We recorded a LOSS of 555,000 Full-time Jobs Recorded and reported a GAIN of 457,000 Full-time Jobs. The CPS data, also known as the establishment data, records jobs gained and lost, full-time and part-time. This full-time jobs loss was within expectations. It was comparable to what we saw during 2015 and sligthly better than January 2016. These were most likely seasonal retail and restaurant jobs.
We saw a loss of 715,000 part-time jobs recorded and a loss of 490,000 part-time jobs reported. I should say "reported" in air quotes because nobody reports this data. They would have to explain how a net job loss is converted to a net worker gain. This was the largest drop of NSA part-time jobs in over a decade. This is a fundemental shift. If you combine the SA FT job gains and the SA PT job losses we had a net jobs loss of 33,000, not a net gain of 237,000 workers.
Unemployment spiked by almost one million workers. The good news is that this is a seasonal event. It happens almost every year.This was a larger spike than we saw during 2014 and 2016 and smaller January unemployment spike than what was recorded during 2009, 2013 and 2015.
A Spike in Unemployment less than the Drop in Employment Means the Workforce Participation Rate should have reported a drop. Should have reported a drop.The problem is that we had the largest January drop in workforce population since January 2007. It was even worse of a December to January drop than was recorded during December 2006 and January 2007. Remember, the housing recession began at the outset of 2007. The Jobs recession started after July 2007. The number if jobs during July 2008 were fewer than what were recorded during July 2007. If we just used the workforce population from December 2016 then workforce participation rate would have dropped to 62.29% instead of bumping up to 62.45%. This still means that the participation rate for January 2017 is down nearly 3% from January 2009 and equal to where we were during January 2015.
The emerging Worker Recession has taken a pause.
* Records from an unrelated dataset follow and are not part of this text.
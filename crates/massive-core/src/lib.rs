#![doc = include_str!("../README.md")]
#![doc(issue_tracker_base_url = "https://github.com/factordynamics/massive/issues/")]
#![cfg_attr(docsrs, feature(doc_cfg, doc_auto_cfg))]
#![warn(missing_docs)]
#![forbid(unsafe_code)]

//! Core client and types for the Massive market data API.
//!
//! This crate provides the pieces every endpoint crate builds on:
//!
//! - [`MassiveClient`](client::MassiveClient) - Authenticated GET-and-decode executor
//! - [`Request`](request::Request) - Describes one endpoint call
//! - [`QueryParams`](query::QueryParams) - Query parameters with omit-if-absent semantics
//! - [`Error`](error::Error) - Invalid URL, transport, API, and decode failures
//! - [`AggregatesRequest`](aggs::AggregatesRequest) - Aggregate bars for any asset class

/// Aggregate bars shared by stocks, options, and forex.
pub mod aggs;
/// The request executor.
pub mod client;
/// Generic response envelopes.
pub mod envelope;
/// Error types for API calls.
pub mod error;
/// Shared parameter enums.
pub mod params;
/// Query parameter collection.
pub mod query;
/// Request descriptors and pagination helpers.
pub mod request;
/// Mock HTTP server for tests.
#[cfg(any(test, feature = "test-util"))]
pub mod testing;
/// Timestamp conversions.
pub mod time;
/// Core value types (Ticker, RangeBound).
pub mod types;

// Re-export commonly used items at crate root
pub use aggs::{Agg, Aggregates, AggregatesRequest, bars_to_dataframe};
pub use client::{DEFAULT_BASE_URL, DEFAULT_TIMEOUT, MassiveClient, MassiveClientBuilder};
pub use envelope::{ItemResponse, ListResponse};
pub use error::{Error, ErrorKind, Result};
pub use params::{Order, RangeFilter, Timespan};
pub use query::QueryParams;
pub use request::{Paginated, Request, next_cursor};
pub use types::{RangeBound, Ticker, join_tickers};
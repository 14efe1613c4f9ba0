//! SMA, EMA, RSI, and MACD requests.

use massive_core::{Order, QueryParams, RangeFilter, Request, Ticker, Timespan};

use crate::params::{IndicatorParams, SeriesType};
use crate::values::{IndicatorResponse, IndicatorValue, MacdValue};

/// Builder methods for the fields of [`IndicatorParams`].
macro_rules! indicator_builders {
    () => {
        /// Filters on value timestamp.
        #[must_use]
        pub fn timestamp(mut self, filter: RangeFilter) -> Self {
            self.params.timestamp = filter;
            self
        }

        /// Sets the aggregate window size.
        #[must_use]
        pub fn timespan(mut self, timespan: Timespan) -> Self {
            self.params.timespan = Some(timespan);
            self
        }

        /// Sets whether the underlying bars are split adjusted.
        #[must_use]
        pub fn adjusted(mut self, adjusted: bool) -> Self {
            self.params.adjusted = Some(adjusted);
            self
        }

        /// Sets the price field to compute from.
        #[must_use]
        pub fn series_type(mut self, series_type: SeriesType) -> Self {
            self.params.series_type = Some(series_type);
            self
        }

        /// Includes the underlying aggregates in the response.
        #[must_use]
        pub fn expand_underlying(mut self, expand: bool) -> Self {
            self.params.expand_underlying = Some(expand);
            self
        }

        /// Sets the ordering by timestamp.
        #[must_use]
        pub fn order(mut self, order: Order) -> Self {
            self.params.order = Some(order);
            self
        }

        /// Sets the number of values.
        #[must_use]
        pub fn limit(mut self, limit: u32) -> Self {
            self.params.limit = Some(limit);
            self
        }
    };
}

macro_rules! window_indicator {
    ($(#[$meta:meta])* $name:ident, $slug:literal) => {
        $(#[$meta])*
        #[derive(Clone, Debug, PartialEq)]
        pub struct $name {
            /// Ticker of any asset class.
            pub ticker: Ticker,
            /// Window length in timespans.
            pub window: Option<u32>,
            /// Shared options.
            pub params: IndicatorParams,
        }

        impl $name {
            /// Creates a request with provider defaults.
            #[must_use]
            pub fn new(ticker: impl Into<Ticker>) -> Self {
                Self {
                    ticker: ticker.into(),
                    window: None,
                    params: IndicatorParams::default(),
                }
            }

            /// Sets the window length.
            #[must_use]
            pub fn window(mut self, window: u32) -> Self {
                self.window = Some(window);
                self
            }

            indicator_builders!();
        }

        impl Request for $name {
            type Response = IndicatorResponse<IndicatorValue>;

            fn path(&self) -> String {
                format!(concat!("/v1/indicators/", $slug, "/{}"), self.ticker)
            }

            fn query(&self) -> QueryParams {
                let mut query = QueryParams::new().with_opt("window", self.window);
                self.params.write(&mut query);
                query
            }
        }
    };
}

window_indicator!(
    /// Parameters for `/v1/indicators/sma/{ticker}`.
    SmaRequest,
    "sma"
);
window_indicator!(
    /// Parameters for `/v1/indicators/ema/{ticker}`.
    EmaRequest,
    "ema"
);
window_indicator!(
    /// Parameters for `/v1/indicators/rsi/{ticker}`.
    RsiRequest,
    "rsi"
);

/// Parameters for `/v1/indicators/macd/{ticker}`.
#[derive(Clone, Debug, PartialEq)]
pub struct MacdRequest {
    /// Ticker of any asset class.
    pub ticker: Ticker,
    /// Fast EMA length (provider default: 12).
    pub short_window: Option<u32>,
    /// Slow EMA length (provider default: 26).
    pub long_window: Option<u32>,
    /// Signal EMA length (provider default: 9).
    pub signal_window: Option<u32>,
    /// Shared options.
    pub params: IndicatorParams,
}

impl MacdRequest {
    /// Creates a request with provider defaults.
    #[must_use]
    pub fn new(ticker: impl Into<Ticker>) -> Self {
        Self {
            ticker: ticker.into(),
            short_window: None,
            long_window: None,
            signal_window: None,
            params: IndicatorParams::default(),
        }
    }

    /// Sets the fast, slow, and signal window lengths.
    #[must_use]
    pub fn windows(mut self, short: u32, long: u32, signal: u32) -> Self {
        self.short_window = Some(short);
        self.long_window = Some(long);
        self.signal_window = Some(signal);
        self
    }

    indicator_builders!();
}

impl Request for MacdRequest {
    type Response = IndicatorResponse<MacdValue>;

    fn path(&self) -> String {
        format!("/v1/indicators/macd/{}", self.ticker)
    }

    fn query(&self) -> QueryParams {
        let mut query = QueryParams::new()
            .with_opt("short_window", self.short_window)
            .with_opt("long_window", self.long_window)
            .with_opt("signal_window", self.signal_window);
        self.params.write(&mut query);
        query
    }
}

#[cfg(test)]
mod tests {
    use super::*;

    #[test]
    fn test_paths() {
        assert_eq!(SmaRequest::new("aapl").path(), "/v1/indicators/sma/AAPL");
        assert_eq!(EmaRequest::new("X:BTCUSD").path(), "/v1/indicators/ema/X:BTCUSD");
        assert_eq!(RsiRequest::new("C:EURUSD").path(), "/v1/indicators/rsi/C:EURUSD");
        assert_eq!(MacdRequest::new("SPY").path(), "/v1/indicators/macd/SPY");
    }

    #[test]
    fn test_window_query() {
        let query = RsiRequest::new("AAPL")
            .window(14)
            .timespan(Timespan::Day)
            .timestamp(RangeFilter::new().gte("2025-01-01").lte("2025-03-31"))
            .order(Order::Asc)
            .limit(90)
            .query();
        assert_eq!(query.get("window"), Some("14"));
        assert_eq!(query.get("timespan"), Some("day"));
        assert_eq!(query.get("timestamp.gte"), Some("2025-01-01"));
        assert_eq!(query.get("timestamp.lte"), Some("2025-03-31"));
        assert_eq!(query.get("order"), Some("asc"));
        assert_eq!(query.get("limit"), Some("90"));
        assert!(!query.contains("series_type"));
    }

    #[test]
    fn test_macd_query() {
        let query = MacdRequest::new("AAPL")
            .windows(12, 26, 9)
            .series_type(SeriesType::Close)
            .query();
        assert_eq!(query.get("short_window"), Some("12"));
        assert_eq!(query.get("long_window"), Some("26"));
        assert_eq!(query.get("signal_window"), Some("9"));
        assert_eq!(query.get("series_type"), Some("close"));
        assert!(!query.contains("window"));
    }
}
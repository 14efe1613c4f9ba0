//! Indicator responses and their DataFrame form.

use massive_core::{Agg, Error, Result, impl_paginated};
use polars::prelude::*;
use serde::{Deserialize, Serialize};

/// Bars the indicator was computed from, present with `expand_underlying`.
#[derive(Clone, Debug, Default, PartialEq, Serialize, Deserialize)]
pub struct Underlying {
    /// Aggregates URL that reproduces the bars.
    pub url: Option<String>,
    /// The bars.
    #[serde(default)]
    pub aggregates: Vec<Agg>,
}

/// One value of a single-line indicator (SMA, EMA, RSI).
#[derive(Clone, Copy, Debug, Default, PartialEq, Serialize, Deserialize)]
pub struct IndicatorValue {
    /// Window start, Unix milliseconds.
    pub timestamp: i64,
    /// Indicator value.
    pub value: f64,
}

/// One MACD value.
#[derive(Clone, Copy, Debug, Default, PartialEq, Serialize, Deserialize)]
pub struct MacdValue {
    /// Window start, Unix milliseconds.
    pub timestamp: i64,
    /// MACD line.
    pub value: f64,
    /// Signal line.
    pub signal: f64,
    /// MACD minus signal.
    pub histogram: f64,
}

/// The `results` object of an indicator response.
#[derive(Clone, Debug, PartialEq, Serialize, Deserialize)]
pub struct IndicatorResults<V> {
    /// Underlying bars.
    pub underlying: Option<Underlying>,
    /// Indicator values.
    #[serde(default = "Vec::new")]
    pub values: Vec<V>,
}

/// Response of an indicator endpoint.
#[derive(Clone, Debug, PartialEq, Serialize, Deserialize)]
pub struct IndicatorResponse<V> {
    /// Response status.
    #[serde(default)]
    pub status: String,
    /// Request id assigned by the server.
    pub request_id: Option<String>,
    /// Values and optional underlying bars.
    pub results: IndicatorResults<V>,
    /// URL of the next page, if any.
    pub next_url: Option<String>,
}

impl_paginated!(IndicatorResponse<IndicatorValue>, IndicatorResponse<MacdValue>);

impl IndicatorResponse<IndicatorValue> {
    /// Converts the values into a DataFrame sorted by timestamp.
    ///
    /// Columns: timestamp (millisecond datetime), value.
    ///
    /// # Errors
    ///
    /// Returns [`Error::DataFrame`] if the frame cannot be built.
    pub fn to_dataframe(&self) -> Result<DataFrame> {
        let values = &self.results.values;
        let df = DataFrame::new(vec![
            Column::new(
                "timestamp".into(),
                values.iter().map(|v| v.timestamp).collect::<Vec<_>>(),
            ),
            Column::new(
                "value".into(),
                values.iter().map(|v| v.value).collect::<Vec<_>>(),
            ),
        ])
        .map_err(|e| Error::DataFrame(e.to_string()))?;

        sort_by_timestamp(df)
    }
}

impl IndicatorResponse<MacdValue> {
    /// Converts the values into a DataFrame sorted by timestamp.
    ///
    /// Columns: timestamp (millisecond datetime), value, signal, histogram.
    ///
    /// # Errors
    ///
    /// Returns [`Error::DataFrame`] if the frame cannot be built.
    pub fn to_dataframe(&self) -> Result<DataFrame> {
        let values = &self.results.values;
        let df = DataFrame::new(vec![
            Column::new(
                "timestamp".into(),
                values.iter().map(|v| v.timestamp).collect::<Vec<_>>(),
            ),
            Column::new(
                "value".into(),
                values.iter().map(|v| v.value).collect::<Vec<_>>(),
            ),
            Column::new(
                "signal".into(),
                values.iter().map(|v| v.signal).collect::<Vec<_>>(),
            ),
            Column::new(
                "histogram".into(),
                values.iter().map(|v| v.histogram).collect::<Vec<_>>(),
            ),
        ])
        .map_err(|e| Error::DataFrame(e.to_string()))?;

        sort_by_timestamp(df)
    }
}

fn sort_by_timestamp(df: DataFrame) -> Result<DataFrame> {
    df.lazy()
        .with_column(col("timestamp").cast(DataType::Datetime(TimeUnit::Milliseconds, None)))
        .sort(["timestamp"], Default::default())
        .collect()
        .map_err(|e| Error::DataFrame(e.to_string()))
}
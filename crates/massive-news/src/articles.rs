//! Ticker news with publisher and sentiment insights.

use massive_core::{ListResponse, Order, QueryParams, RangeFilter, Request, Ticker};
use serde::{Deserialize, Serialize};

/// Parameters for `/v2/reference/news`.
#[derive(Clone, Debug, Default, PartialEq)]
pub struct NewsRequest {
    /// Articles mentioning this ticker.
    pub ticker: Option<Ticker>,
    /// Filter on publication time (`YYYY-MM-DD` or ISO-8601).
    pub published_utc: RangeFilter,
    /// Result ordering.
    pub order: Option<Order>,
    /// Page size (max 1000).
    pub limit: Option<u32>,
    /// Field to sort on.
    pub sort: Option<String>,
}

impl NewsRequest {
    /// Creates a request for the most recent articles.
    #[must_use]
    pub fn new() -> Self {
        Self::default()
    }

    /// Filters on a ticker.
    #[must_use]
    pub fn ticker(mut self, ticker: impl Into<Ticker>) -> Self {
        self.ticker = Some(ticker.into());
        self
    }

    /// Filters on publication time.
    #[must_use]
    pub fn published_utc(mut self, filter: RangeFilter) -> Self {
        self.published_utc = filter;
        self
    }

    /// Sets the result ordering.
    #[must_use]
    pub fn order(mut self, order: Order) -> Self {
        self.order = Some(order);
        self
    }

    /// Sets the page size.
    #[must_use]
    pub fn limit(mut self, limit: u32) -> Self {
        self.limit = Some(limit);
        self
    }

    /// Sets the sort field.
    #[must_use]
    pub fn sort(mut self, sort: impl Into<String>) -> Self {
        self.sort = Some(sort.into());
        self
    }
}

impl Request for NewsRequest {
    type Response = ListResponse<NewsArticle>;

    fn path(&self) -> String {
        "/v2/reference/news".to_string()
    }

    fn query(&self) -> QueryParams {
        let mut query = QueryParams::new()
            .with_opt("ticker", self.ticker.as_ref())
            .with_opt("order", self.order)
            .with_opt("limit", self.limit)
            .with_opt("sort", self.sort.as_deref());
        self.published_utc.apply("published_utc", &mut query);
        query
    }
}

/// Publisher of a news article.
#[derive(Clone, Debug, Default, PartialEq, Eq, Serialize, Deserialize)]
pub struct Publisher {
    /// Publisher name.
    pub name: String,
    /// Publisher website.
    pub homepage_url: Option<String>,
    /// Logo URL.
    pub logo_url: Option<String>,
    /// Favicon URL.
    pub favicon_url: Option<String>,
}

/// Sentiment of an article toward one ticker.
#[derive(Clone, Debug, Default, PartialEq, Eq, Serialize, Deserialize)]
pub struct Insight {
    /// Ticker the insight is about.
    pub ticker: String,
    /// `positive`, `neutral`, or `negative`.
    pub sentiment: String,
    /// Why the sentiment was assigned.
    #[serde(default)]
    pub sentiment_reasoning: String,
}

/// A news article.
#[derive(Clone, Debug, Default, PartialEq, Eq, Serialize, Deserialize)]
pub struct NewsArticle {
    /// Article id.
    pub id: String,
    /// Publisher.
    pub publisher: Publisher,
    /// Headline.
    pub title: String,
    /// Author.
    pub author: Option<String>,
    /// Publication time, ISO-8601.
    pub published_utc: String,
    /// Article URL.
    pub article_url: String,
    /// Tickers mentioned.
    #[serde(default)]
    pub tickers: Vec<String>,
    /// AMP URL.
    pub amp_url: Option<String>,
    /// Image URL.
    pub image_url: Option<String>,
    /// Summary.
    pub description: Option<String>,
    /// Keywords.
    #[serde(default)]
    pub keywords: Vec<String>,
    /// Per-ticker sentiment.
    #[serde(default)]
    pub insights: Vec<Insight>,
}

impl NewsArticle {
    /// Returns the sentiment insight for `ticker`, if any.
    #[must_use]
    pub fn insight(&self, ticker: &str) -> Option<&Insight> {
        self.insights.iter().find(|i| i.ticker == ticker)
    }
}
#![doc = include_str!("../README.md")]
#![doc(issue_tracker_base_url = "https://github.com/factordynamics/massive/issues/")]
#![cfg_attr(docsrs, feature(doc_cfg, doc_auto_cfg))]
#![warn(missing_docs)]
#![forbid(unsafe_code)]

//! Typed async client for the Massive market data API.
//!
//! This crate re-exports the core client and types, and each endpoint group
//! as a module behind a feature flag.
//!
//! # Features
//!
//! - `stocks` - Bars, trades, quotes, snapshots, and reference data
//! - `options` - Contracts, chains, and contract snapshots
//! - `forex` - Conversion, last quotes, and snapshots
//! - `news` - Ticker news and Benzinga news and ratings
//! - `filings` - 10-K sections
//! - `indicators` - SMA, EMA, RSI, and MACD
//!
//! All groups are enabled by default.

// Core client and types
pub use massive_core::*;

// Endpoint groups
#[cfg(feature = "filings")]
pub use massive_filings as filings;
#[cfg(feature = "forex")]
pub use massive_forex as forex;
#[cfg(feature = "indicators")]
pub use massive_indicators as indicators;
#[cfg(feature = "news")]
pub use massive_news as news;
#[cfg(feature = "options")]
pub use massive_options as options;
#[cfg(feature = "stocks")]
pub use massive_stocks as stocks;

/// Brings the client and every enabled endpoint trait into scope.
pub mod prelude {
    pub use massive_core::{MassiveClient, Paginated, QueryParams, Request};

    #[cfg(feature = "filings")]
    pub use massive_filings::FilingsApi;
    #[cfg(feature = "forex")]
    pub use massive_forex::ForexApi;
    #[cfg(feature = "indicators")]
    pub use massive_indicators::IndicatorsApi;
    #[cfg(feature = "news")]
    pub use massive_news::NewsApi;
    #[cfg(feature = "options")]
    pub use massive_options::OptionsApi;
    #[cfg(feature = "stocks")]
    pub use massive_stocks::{ReferenceApi, StocksApi};
}
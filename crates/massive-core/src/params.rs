//! Parameter enums shared by many endpoints.
//!
//! This module defines [`Timespan`] for bar and indicator granularity,
//! [`Order`] for result ordering, and [`RangeFilter`] for the
//! `name`, `name.gte`, `name.lt` family of comparison filters.

use serde::{Deserialize, Serialize};
use std::fmt;

use crate::query::QueryParams;

/// Size of the time window for aggregate bars and indicators.
#[derive(Clone, Copy, Debug, Default, PartialEq, Eq, Hash, Serialize, Deserialize)]
#[serde(rename_all = "lowercase")]
pub enum Timespan {
    /// One-second windows.
    Second,
    /// One-minute windows.
    Minute,
    /// Hourly windows.
    Hour,
    /// Daily windows.
    #[default]
    Day,
    /// Weekly windows.
    Week,
    /// Monthly windows.
    Month,
    /// Quarterly windows.
    Quarter,
    /// Yearly windows.
    Year,
}

impl Timespan {
    /// Returns the API parameter value.
    #[must_use]
    pub const fn as_str(&self) -> &'static str {
        match self {
            Self::Second => "second",
            Self::Minute => "minute",
            Self::Hour => "hour",
            Self::Day => "day",
            Self::Week => "week",
            Self::Month => "month",
            Self::Quarter => "quarter",
            Self::Year => "year",
        }
    }

    /// Returns true if this is an intraday timespan (second through hour).
    #[must_use]
    pub const fn is_intraday(&self) -> bool {
        matches!(self, Self::Second | Self::Minute | Self::Hour)
    }
}

impl fmt::Display for Timespan {
    fn fmt(&self, f: &mut fmt::Formatter<'_>) -> fmt::Result {
        f.write_str(self.as_str())
    }
}

/// Result ordering.
#[derive(Clone, Copy, Debug, Default, PartialEq, Eq, Hash, Serialize, Deserialize)]
#[serde(rename_all = "lowercase")]
pub enum Order {
    /// Oldest / smallest first.
    #[default]
    Asc,
    /// Newest / largest first.
    Desc,
}

impl Order {
    /// Returns the API parameter value.
    #[must_use]
    pub const fn as_str(&self) -> &'static str {
        match self {
            Self::Asc => "asc",
            Self::Desc => "desc",
        }
    }
}

impl fmt::Display for Order {
    fn fmt(&self, f: &mut fmt::Formatter<'_>) -> fmt::Result {
        f.write_str(self.as_str())
    }
}

/// Comparison filter on a single field.
///
/// Each bound becomes its own query parameter: `timestamp`, `timestamp.gt`,
/// `timestamp.gte`, `timestamp.lt`, `timestamp.lte`. Unset bounds are omitted.
#[derive(Clone, Debug, Default, PartialEq, Eq)]
pub struct RangeFilter {
    equal: Option<String>,
    gt: Option<String>,
    gte: Option<String>,
    lt: Option<String>,
    lte: Option<String>,
}

impl RangeFilter {
    /// Creates a filter with no bounds.
    #[must_use]
    pub const fn new() -> Self {
        Self {
            equal: None,
            gt: None,
            gte: None,
            lt: None,
            lte: None,
        }
    }

    /// Matches values equal to `value`.
    #[must_use]
    pub fn equal(mut self, value: impl fmt::Display) -> Self {
        self.equal = Some(value.to_string());
        self
    }

    /// Matches values strictly greater than `value`.
    #[must_use]
    pub fn gt(mut self, value: impl fmt::Display) -> Self {
        self.gt = Some(value.to_string());
        self
    }

    /// Matches values greater than or equal to `value`.
    #[must_use]
    pub fn gte(mut self, value: impl fmt::Display) -> Self {
        self.gte = Some(value.to_string());
        self
    }

    /// Matches values strictly less than `value`.
    #[must_use]
    pub fn lt(mut self, value: impl fmt::Display) -> Self {
        self.lt = Some(value.to_string());
        self
    }

    /// Matches values less than or equal to `value`.
    #[must_use]
    pub fn lte(mut self, value: impl fmt::Display) -> Self {
        self.lte = Some(value.to_string());
        self
    }

    /// Returns true if no bound is set.
    #[must_use]
    pub const fn is_empty(&self) -> bool {
        self.equal.is_none()
            && self.gt.is_none()
            && self.gte.is_none()
            && self.lt.is_none()
            && self.lte.is_none()
    }

    /// Writes the bounds into `query` under `field`.
    pub fn apply(&self, field: &str, query: &mut QueryParams) {
        query
            .set_opt(field, self.equal.as_deref())
            .set_opt(format!("{field}.gt"), self.gt.as_deref())
            .set_opt(format!("{field}.gte"), self.gte.as_deref())
            .set_opt(format!("{field}.lt"), self.lt.as_deref())
            .set_opt(format!("{field}.lte"), self.lte.as_deref());
    }
}

#[cfg(test)]
mod tests {
    use super::*;

    #[test]
    fn test_timespan_values() {
        assert_eq!(Timespan::Minute.to_string(), "minute");
        assert_eq!(Timespan::default(), Timespan::Day);
        assert!(Timespan::Hour.is_intraday());
        assert!(!Timespan::Week.is_intraday());
    }

    #[test]
    fn test_range_filter_apply() {
        let filter = RangeFilter::new().gte("2025-01-01").lt(1_736_139_600_000_000_000_i64);
        let mut query = QueryParams::new();
        filter.apply("timestamp", &mut query);

        let pairs: Vec<_> = query.iter().collect();
        assert_eq!(
            pairs,
            vec![
                ("timestamp.gte", "2025-01-01"),
                ("timestamp.lt", "1736139600000000000"),
            ]
        );
    }

    #[test]
    fn test_empty_range_filter_adds_nothing() {
        let mut query = QueryParams::new();
        RangeFilter::new().apply("published_utc", &mut query);
        assert!(query.is_empty());
        assert!(RangeFilter::default().is_empty());
        assert!(!RangeFilter::new().equal("x").is_empty());
    }

    #[test]
    fn test_order_serde_matches_display() {
        let json = serde_json::to_string(&Order::Desc).unwrap();
        assert_eq!(json, format!("\"{}\"", Order::Desc));
    }
}
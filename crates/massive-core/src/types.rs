//! Core value types used to build request paths.
//!
//! - [`Ticker`] - Instrument ticker (`AAPL`, `O:AAPL250117C00150000`, `C:EURUSD`)
//! - [`RangeBound`] - One end of an aggregate range, a date or a Unix-ms timestamp

use chrono::NaiveDate;
use serde::{Deserialize, Serialize};
use std::fmt;
use std::str::FromStr;

/// An instrument ticker.
///
/// Tickers are automatically uppercased on creation.
#[derive(Clone, Debug, Default, PartialEq, Eq, Hash, Serialize, Deserialize)]
pub struct Ticker(String);

impl Ticker {
    /// Creates a new ticker from a string, converting to uppercase.
    #[must_use]
    pub fn new(s: impl Into<String>) -> Self {
        Self(s.into().to_uppercase())
    }

    /// Returns the ticker as a string slice.
    #[must_use]
    pub fn as_str(&self) -> &str {
        &self.0
    }

    /// Returns true if this is an options ticker (`O:` prefix).
    #[must_use]
    pub fn is_option(&self) -> bool {
        self.0.starts_with("O:")
    }

    /// Returns true if this is a currency pair ticker (`C:` prefix).
    #[must_use]
    pub fn is_forex(&self) -> bool {
        self.0.starts_with("C:")
    }
}

impl fmt::Display for Ticker {
    fn fmt(&self, f: &mut fmt::Formatter<'_>) -> fmt::Result {
        write!(f, "{}", self.0)
    }
}

impl FromStr for Ticker {
    type Err = std::convert::Infallible;

    fn from_str(s: &str) -> Result<Self, Self::Err> {
        Ok(Self::new(s))
    }
}

impl From<&str> for Ticker {
    fn from(s: &str) -> Self {
        Self::new(s)
    }
}

impl From<String> for Ticker {
    fn from(s: String) -> Self {
        Self::new(s)
    }
}

/// One end of an aggregate range.
///
/// Renders as `YYYY-MM-DD` for dates and as an integer for millisecond
/// timestamps, which is what the aggregates path segment accepts.
#[derive(Clone, Copy, Debug, PartialEq, Eq, Hash)]
pub enum RangeBound {
    /// A calendar date.
    Date(NaiveDate),
    /// A Unix timestamp in milliseconds.
    Millis(i64),
}

impl fmt::Display for RangeBound {
    fn fmt(&self, f: &mut fmt::Formatter<'_>) -> fmt::Result {
        match self {
            Self::Date(date) => write!(f, "{}", date.format("%Y-%m-%d")),
            Self::Millis(ms) => write!(f, "{ms}"),
        }
    }
}

impl From<NaiveDate> for RangeBound {
    fn from(date: NaiveDate) -> Self {
        Self::Date(date)
    }
}

impl From<i64> for RangeBound {
    fn from(ms: i64) -> Self {
        Self::Millis(ms)
    }
}

/// Joins tickers into the comma separated form used by list filters.
#[must_use]
pub fn join_tickers(tickers: &[Ticker]) -> String {
    tickers
        .iter()
        .map(Ticker::as_str)
        .collect::<Vec<_>>()
        .join(",")
}

#[cfg(test)]
mod tests {
    use super::*;

    #[test]
    fn test_ticker_uppercases() {
        let ticker = Ticker::new("aapl");
        assert_eq!(ticker.as_str(), "AAPL");
        assert_eq!(ticker.to_string(), "AAPL");
    }

    #[test]
    fn test_ticker_prefixes() {
        assert!(Ticker::new("O:SPY251219C00650000").is_option());
        assert!(Ticker::new("c:eurusd").is_forex());
        assert!(!Ticker::new("MSFT").is_option());
    }

    #[test]
    fn test_range_bound_display() {
        let date = NaiveDate::from_ymd_opt(2025, 1, 6).unwrap();
        assert_eq!(RangeBound::from(date).to_string(), "2025-01-06");
        assert_eq!(RangeBound::from(1_736_139_600_000).to_string(), "1736139600000");
    }

    #[test]
    fn test_join_tickers() {
        let tickers = vec![Ticker::new("aapl"), Ticker::new("msft")];
        assert_eq!(join_tickers(&tickers), "AAPL,MSFT");
        assert_eq!(join_tickers(&[]), "");
    }
}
The NSA CES Private Sector Worker growth has been anemic. When the number drops below a 2% annual rate of growth we are in a very weak economy. Last month the growth rate was 1.54%. This month the annual growth rate is 1.59%. This is well below the 2.0% tipping point.
The Net Net is that the January Jobs Report was Bogus and Not Bad. It was bogus because we saw the Private Sector Worker Number augmented by a false seasonal factor. The good news was that the workforce contraction, non-seasonally adjusted, was not as bad as it could have been. We saw worse than expected part-time part-time job losses. We saw a population drop. We saw the number of participants drop and still saw the participation rate edge higher. This column will analyze the data for the "Four Presidents Column at 96" months article, the "Job Sector" article, the "Aging Workforce" article, and the "Women v Men" article
It's the Economy. It's your economy .It's Obama's Last Jobs Report.